(Stored data)
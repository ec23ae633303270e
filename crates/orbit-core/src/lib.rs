//! Orbit Core — shared data model and error taxonomy for the relay.
//!
//! This crate provides:
//! - The provider-agnostic session/event data model (§3 of the design doc)
//! - The `ThreadId` wire-form convention (`"<providerId>:<providerSessionId>"`)
//! - The error kinds shared across the relay's components
//!
//! Every other `orbit-*` crate depends on this one; it depends on nothing
//! internal to the workspace.

#![deny(unsafe_code)]

pub mod capabilities;
pub mod error;
pub mod event;
pub mod ids;
pub mod reliability;
pub mod session;
pub mod thread_id;

pub use capabilities::{NamedFlags, ProviderCapabilities};
pub use error::{CoreError, CoreResult};
pub use event::{EventCategory, NormalizedEvent};
pub use ids::DEFAULT_PROVIDER;
pub use reliability::ReliabilityCounters;
pub use session::{NormalizedSession, SessionStatus};
pub use thread_id::ThreadId;
//! `GET /health` (§6): unauthenticated liveness probe.

use axum::extract::State;
use axum::response::IntoResponse;
use axum::Json;
use serde::Serialize;

use crate::state::RelayState;

#[derive(Serialize)]
#[serde(rename_all = "camelCase")]
struct HealthResponse {
    status: &'static str,
    version: &'static str,
    uptime_secs: i64,
    clients: usize,
    anchors: usize,
    anchor_running: bool,
}

/// `GET /health`.
pub async fn handler(State(state): State<RelayState>) -> impl IntoResponse {
    let (clients, anchors) = state.subscriptions().connection_counts();
    Json(HealthResponse {
        status: "ok",
        version: env!("CARGO_PKG_VERSION"),
        uptime_secs: (chrono::Utc::now() - state.started_at()).num_seconds(),
        clients,
        anchors,
        anchor_running: anchors > 0,
    })
}
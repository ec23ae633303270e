//! `ProviderCapabilities` — the declarative flag set a `ProviderAdapter`
//! advertises, and the UI-facing named-flag map derived from it.

use std::collections::HashMap;

use serde::{Deserialize, Serialize};

/// Fixed record of booleans describing what an adapter supports.
///
/// An adapter's live capabilities may depend on runtime configuration —
/// for example an "auto-approve" flag turns `approvals` to `false` because
/// the adapter never surfaces a permission prompt to approve.
#[derive(Debug, Clone, Copy, PartialEq, Eq, Serialize, Deserialize)]
pub struct ProviderCapabilities {
    /// Can list existing sessions.
    pub list_sessions: bool,
    /// Can open/resume a specific session.
    pub open_session: bool,
    /// Can send a prompt into a session (`sendPrompt`).
    pub send_prompt: bool,
    /// Emits a streaming event feed rather than one-shot responses.
    pub streaming: bool,
    /// Accepts file/image attachments on a prompt.
    pub attachments: bool,
    /// Surfaces tool-permission approval requests.
    pub approvals: bool,
    /// Supports more than one turn per session.
    pub multi_turn: bool,
    /// Supports filtering session history.
    pub filtering: bool,
    /// Supports paginated session listing.
    pub pagination: bool,
}

impl ProviderCapabilities {
    /// A capability set with every flag disabled — used as a safe default
    /// before a real probe has completed.
    #[must_use]
    pub const fn none() -> Self {
        Self {
            list_sessions: false,
            open_session: false,
            send_prompt: false,
            streaming: false,
            attachments: false,
            approvals: false,
            multi_turn: false,
            filtering: false,
            pagination: false,
        }
    }

    /// The named-flag map the UI reads for feature gating.
    #[must_use]
    pub fn named_flags(&self) -> NamedFlags {
        NamedFlags {
            can_attach_files: self.attachments,
            can_filter_history: self.filtering,
            supports_approvals: self.approvals,
            supports_streaming: self.streaming,
        }
    }
}

impl Default for ProviderCapabilities {
    fn default() -> Self {
        Self::none()
    }
}

/// UI-hint flags derived from `ProviderCapabilities`.
#[derive(Debug, Clone, Copy, PartialEq, Eq, Serialize, Deserialize)]
#[serde(rename_all = "SCREAMING_SNAKE_CASE")]
pub struct NamedFlags {
    /// `CAN_ATTACH_FILES`
    pub can_attach_files: bool,
    /// `CAN_FILTER_HISTORY`
    pub can_filter_history: bool,
    /// `SUPPORTS_APPROVALS`
    pub supports_approvals: bool,
    /// `SUPPORTS_STREAMING`
    pub supports_streaming: bool,
}

/// A table of capability sets keyed by provider id, used by the relay to
/// inject `capabilities` into thread payloads it returns to clients.
pub type CapabilityTable = HashMap<String, ProviderCapabilities>;

#[cfg(test)]
mod tests {
    use super::*;

    #[test]
    fn none_has_every_flag_false() {
        let caps = ProviderCapabilities::none();
        let flags = caps.named_flags();
        assert!(!flags.can_attach_files);
        assert!(!flags.supports_approvals);
    }

    #[test]
    fn named_flags_mirror_source_flags() {
        let caps = ProviderCapabilities {
            attachments: true,
            approvals: true,
            ..ProviderCapabilities::none()
        };
        let flags = caps.named_flags();
        assert!(flags.can_attach_files);
        assert!(flags.supports_approvals);
        assert!(!flags.can_filter_history);
    }
}
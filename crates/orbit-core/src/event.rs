//! The normalized, provider-agnostic event record (§3).

use chrono::{DateTime, Utc};
use serde::{Deserialize, Serialize};
use serde_json::Value;

/// The category a normalized event falls into.
///
/// Produced by the normalizer's `type -> category` mapping (§4.2) and used
/// by the relay's read-only gate and by the event store's indexing.
#[derive(Debug, Clone, Copy, PartialEq, Eq, Serialize, Deserialize)]
#[serde(rename_all = "snake_case")]
pub enum EventCategory {
    /// A message sent by the human user.
    UserMessage,
    /// A message produced by the agent.
    AgentMessage,
    /// Agent reasoning/thinking output.
    Reasoning,
    /// A plan emitted by the agent.
    Plan,
    /// A tool invocation (command, args, output, diff, ...).
    ToolCommand,
    /// A file diff produced by a tool.
    FileDiff,
    /// A server-initiated permission request.
    ApprovalRequest,
    /// A server-initiated request for more user input.
    UserInputRequest,
    /// A status/lifecycle transition (started, interrupted, errored, ...).
    LifecycleStatus,
    /// Anything that does not fit another category.
    Metadata,
}

/// Token usage accounting attached to an event, when the provider reports it.
#[derive(Debug, Clone, Copy, Default, PartialEq, Eq, Serialize, Deserialize)]
pub struct TokenUsage {
    /// Input/prompt tokens consumed.
    #[serde(default)]
    pub input_tokens: u64,
    /// Output/completion tokens produced.
    #[serde(default)]
    pub output_tokens: u64,
    /// Tokens served from a prompt cache, if the provider reports it.
    #[serde(default)]
    pub cached_tokens: u64,
}

/// A single normalized event, as emitted by the normalizer and persisted by
/// the event store.
///
/// `event_id` is globally unique per process. Ordering within a session is
/// governed by the store's persistent monotonic insertion id, never by
/// `timestamp` — wall clock is informational only (§3, §5).
#[derive(Debug, Clone, Serialize, Deserialize)]
pub struct NormalizedEvent {
    /// Provider id that produced this event.
    pub provider: String,
    /// Provider-internal session id.
    pub session_id: String,
    /// Globally unique id for this event within the process lifetime.
    pub event_id: String,
    /// The event's category.
    pub category: EventCategory,
    /// Wall-clock timestamp reported with the event (informational).
    pub timestamp: DateTime<Utc>,
    /// Aggregated human-readable text, if any. Absent (not empty-string)
    /// when there was no text content.
    #[serde(skip_serializing_if = "Option::is_none")]
    pub text: Option<String>,
    /// Aggregated structured payload fields (command, diff, status, ...).
    #[serde(skip_serializing_if = "Option::is_none")]
    pub payload: Option<Value>,
    /// The event this one logically continues, if any.
    #[serde(skip_serializing_if = "Option::is_none")]
    pub parent_event_id: Option<String>,
    /// Token usage, if the provider reported it for this event.
    #[serde(skip_serializing_if = "Option::is_none")]
    pub token_usage: Option<TokenUsage>,
    /// The last raw provider notification that contributed to this event,
    /// retained for debugging.
    pub raw_event: Value,
}

impl NormalizedEvent {
    /// A fresh globally-unique event id.
    #[must_use]
    pub fn new_event_id() -> String {
        uuid::Uuid::new_v4().to_string()
    }
}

### EXERCISE DETAILS
Lines from the entries that contain the string "EventCategory" are what must be copied.

### ANSWER FOR THE TASK
pub use event::{EventCategory, NormalizedEvent};
pub enum EventCategory {
    pub category: EventCategory,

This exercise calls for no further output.